Magic in the Ancient Eastern Mediterranean

Magic in the Ancient Eastern Mediterranean
Author :
Publisher : Vandenhoeck & Ruprecht
Total Pages : 332
Release :
ISBN-10 : 9783647522180
ISBN-13 : 364752218X
Rating : 4/5 (80 Downloads)

Synopsis Magic in the Ancient Eastern Mediterranean by : Nina Nikki

Magic in the Ancient Eastern Mediterranean: Cognitive, Historical, and Material Perspectives brings together articles with the shared conviction that the category of magic remains useful in religious studies and provides new insights to biblical and related texts and artifacts. Historically, magic has been considered in both scholarly and popular discourse to be questionable, obscure, and potentially subversive. 19th century scholars of religion viewed magical beliefs and practices as primitive and inferior compared to Judeo-Christian forms of worship, which were considered true "religion". More recently, the category has been defended especially by scholars of the cognitive science of religion, who find it useful for delineating a set of beliefs and practices fundamental to all forms of religion.

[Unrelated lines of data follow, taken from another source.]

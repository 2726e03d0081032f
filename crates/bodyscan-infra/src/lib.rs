//! Bodyscan Infrastructure Library
//!
//! Shared infrastructure used by both binaries:
//! - Middleware (request ID)
//! - Tracing subscriber initialization

pub mod middleware;
pub mod telemetry;

pub use middleware::{get_request_id, request_id_middleware, RequestId, REQUEST_ID_HEADER};
pub use telemetry::{init_basic, LogFormat, LogTarget};
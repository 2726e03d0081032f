//! Color normalization and JPEG encoding

use image::codecs::jpeg::JpegEncoder;
use image::{DynamicImage, RgbImage};

use super::resize::ImageResize;
use crate::error::ProcessingError;
use crate::validator::MediaValidator;

/// Quality used when re-encoding a stored photo for the vision model.
pub const ANALYSIS_JPEG_QUALITY: u8 = 95;

pub struct ImageProcessor;

impl ImageProcessor {
    /// Flatten any color mode (palette, grayscale, alpha, 16-bit) to 8-bit RGB and bound the
    /// longer edge to `max_dimension`.
    pub fn normalize(image: DynamicImage, max_dimension: u32) -> RgbImage {
        let rgb = match image {
            DynamicImage::ImageRgb8(rgb) => rgb,
            other => other.to_rgb8(),
        };
        ImageResize::downscale(rgb, max_dimension)
    }

    /// Encode as baseline JPEG at the given quality.
    pub fn encode_jpeg(image: &RgbImage, quality: u8) -> Result<Vec<u8>, ProcessingError> {
        let mut buf = Vec::new();
        let mut encoder = JpegEncoder::new_with_quality(&mut buf, quality);
        encoder
            .encode_image(image)
            .map_err(|e| ProcessingError::Encode(e.to_string()))?;
        Ok(buf)
    }

    /// Decode stored bytes, flatten to RGB and re-encode as high-quality JPEG.
    ///
    /// Whatever sits in storage, the vision model always receives `image/jpeg`.
    pub fn prepare_for_analysis(data: &[u8]) -> Result<Vec<u8>, ProcessingError> {
        let decoded = MediaValidator::validate_image_data(data)?;
        let rgb = decoded.to_rgb8();
        Self::encode_jpeg(&rgb, ANALYSIS_JPEG_QUALITY)
    }
}
//! Face detection backends.
//!
//! Detectors report regions in pixel coordinates of the image they were given. Failures are
//! reported as [`DetectionError`]; deciding what a failure means is the anonymizer's job.

mod disabled;
mod rekognition;

pub use disabled::DisabledFaceDetector;
pub use rekognition::RekognitionFaceDetector;

use async_trait::async_trait;
use bodyscan_core::FaceDetectorBackend;
use image::RgbImage;
use std::sync::Arc;
use std::time::Duration;

/// Pixel-space bounding box of a detected face.
#[derive(Debug, Clone, Copy, PartialEq, Eq)]
pub struct FaceRegion {
    pub x: u32,
    pub y: u32,
    pub width: u32,
    pub height: u32,
}

impl FaceRegion {
    pub fn new(x: u32, y: u32, width: u32, height: u32) -> Self {
        Self {
            x,
            y,
            width,
            height,
        }
    }

    /// Build a region from ratio coordinates (0.0..=1.0 of the image size), as reported by
    /// cloud detectors. Edges snap to the nearest pixel and are clipped to the image.
    pub fn from_ratios(
        left: f32,
        top: f32,
        width: f32,
        height: f32,
        image_width: u32,
        image_height: u32,
    ) -> Option<Self> {
        let x0 = (left as f64 * image_width as f64).round();
        let y0 = (top as f64 * image_height as f64).round();
        let x1 = ((left as f64 + width as f64) * image_width as f64).round();
        let y1 = ((top as f64 + height as f64) * image_height as f64).round();

        let x0 = x0.clamp(0.0, image_width as f64) as u32;
        let y0 = y0.clamp(0.0, image_height as f64) as u32;
        let x1 = x1.clamp(0.0, image_width as f64) as u32;
        let y1 = y1.clamp(0.0, image_height as f64) as u32;

        if x1 <= x0 || y1 <= y0 {
            return None;
        }
        Some(Self::new(x0, y0, x1 - x0, y1 - y0))
    }

    /// Intersect with an image of the given size. `None` when nothing is left.
    pub fn clamp_to(&self, image_width: u32, image_height: u32) -> Option<Self> {
        if self.x >= image_width || self.y >= image_height {
            return None;
        }
        let width = self.width.min(image_width - self.x);
        let height = self.height.min(image_height - self.y);
        if width == 0 || height == 0 {
            return None;
        }
        Some(Self::new(self.x, self.y, width, height))
    }
}

#[derive(Debug, thiserror::Error)]
pub enum DetectionError {
    #[error("face detector unavailable: {0}")]
    Unavailable(String),

    #[error("face detection request failed: {0}")]
    Backend(String),

    #[error("face detection timed out after {0:?}")]
    Timeout(Duration),

    #[error("failed to prepare image for face detection: {0}")]
    Encode(String),
}

/// Pluggable face detection backend.
#[async_trait]
pub trait FaceDetector: Send + Sync {
    /// Short name used in logs.
    fn name(&self) -> &'static str;

    /// Detect faces in an RGB image.
    async fn detect(&self, image: &RgbImage) -> Result<Vec<FaceRegion>, DetectionError>;
}

/// Build the detector selected by configuration.
pub async fn create_face_detector(backend: &FaceDetectorBackend) -> Arc<dyn FaceDetector> {
    match backend {
        FaceDetectorBackend::Rekognition {
            region,
            min_confidence,
        } => {
            tracing::info!(region = %region, min_confidence, "Using AWS Rekognition face detector");
            Arc::new(RekognitionFaceDetector::new(region, *min_confidence).await)
        }
        FaceDetectorBackend::Disabled => {
            tracing::warn!("Face detection is disabled; photos will be stored without blurring");
            Arc::new(DisabledFaceDetector)
        }
    }
}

The volume joins current scholarship in refraining from using the concept as an othering device and in arguing that it can still serve as a helpful analytical tool. In addition to analyzing the discourse on magic in both ancient literature and modern scholarship, the articles provide individual examples of how literary and material culture attest to the existence of magical beliefs and practices in sources from the Ancient Near East to the Byzantine Period. The book is divided into three parts. The contributions in the first part approach magic from the theoretical perspective of cognitive studies, ritual studies, and cultural evolution, while the rest of the book focuses on how magic and magicians are understood in ancient sources. The second part discusses a specific set of textual material dealing with blessings and curses. The third part of the volume discusses the world of various destructive celestial beings, from which one and one's loved ones had to be defended, as well as the multitude of protective beings such as angels.

The Oxford Handbook of Early Christian Ritual

The Oxford Handbook of Early Christian Ritual
Author :
Publisher :
Total Pages : 753
Release :
ISBN-10 : 9780198747871
ISBN-13 : 019874787X
Rating : 4/5 (71 Downloads)

Synopsis The Oxford Handbook of Early Christian Ritual by : Risto Uro

The Handbook provides an indispensable account of the ritual world of early Christianity from the beginning of the movement up to the end of the sixth century.

Theoretical and Empirical Investigations of Divination and Magic

Theoretical and Empirical Investigations of Divination and Magic
Author :
Publisher : BRILL
Total Pages : 296
Release :
ISBN-10 : 9789004447585
ISBN-13 : 900444758X
Rating : 4/5 (85 Downloads)

Synopsis Theoretical and Empirical Investigations of Divination and Magic by : Jesper Sørensen

In Theoretical and Empirical Investigations of Divination and Magic ten leading scholars of religion provide up-to-date investigations into these classic domains from historical, anthropological, cognitive, philosophical and theoretical perspectives.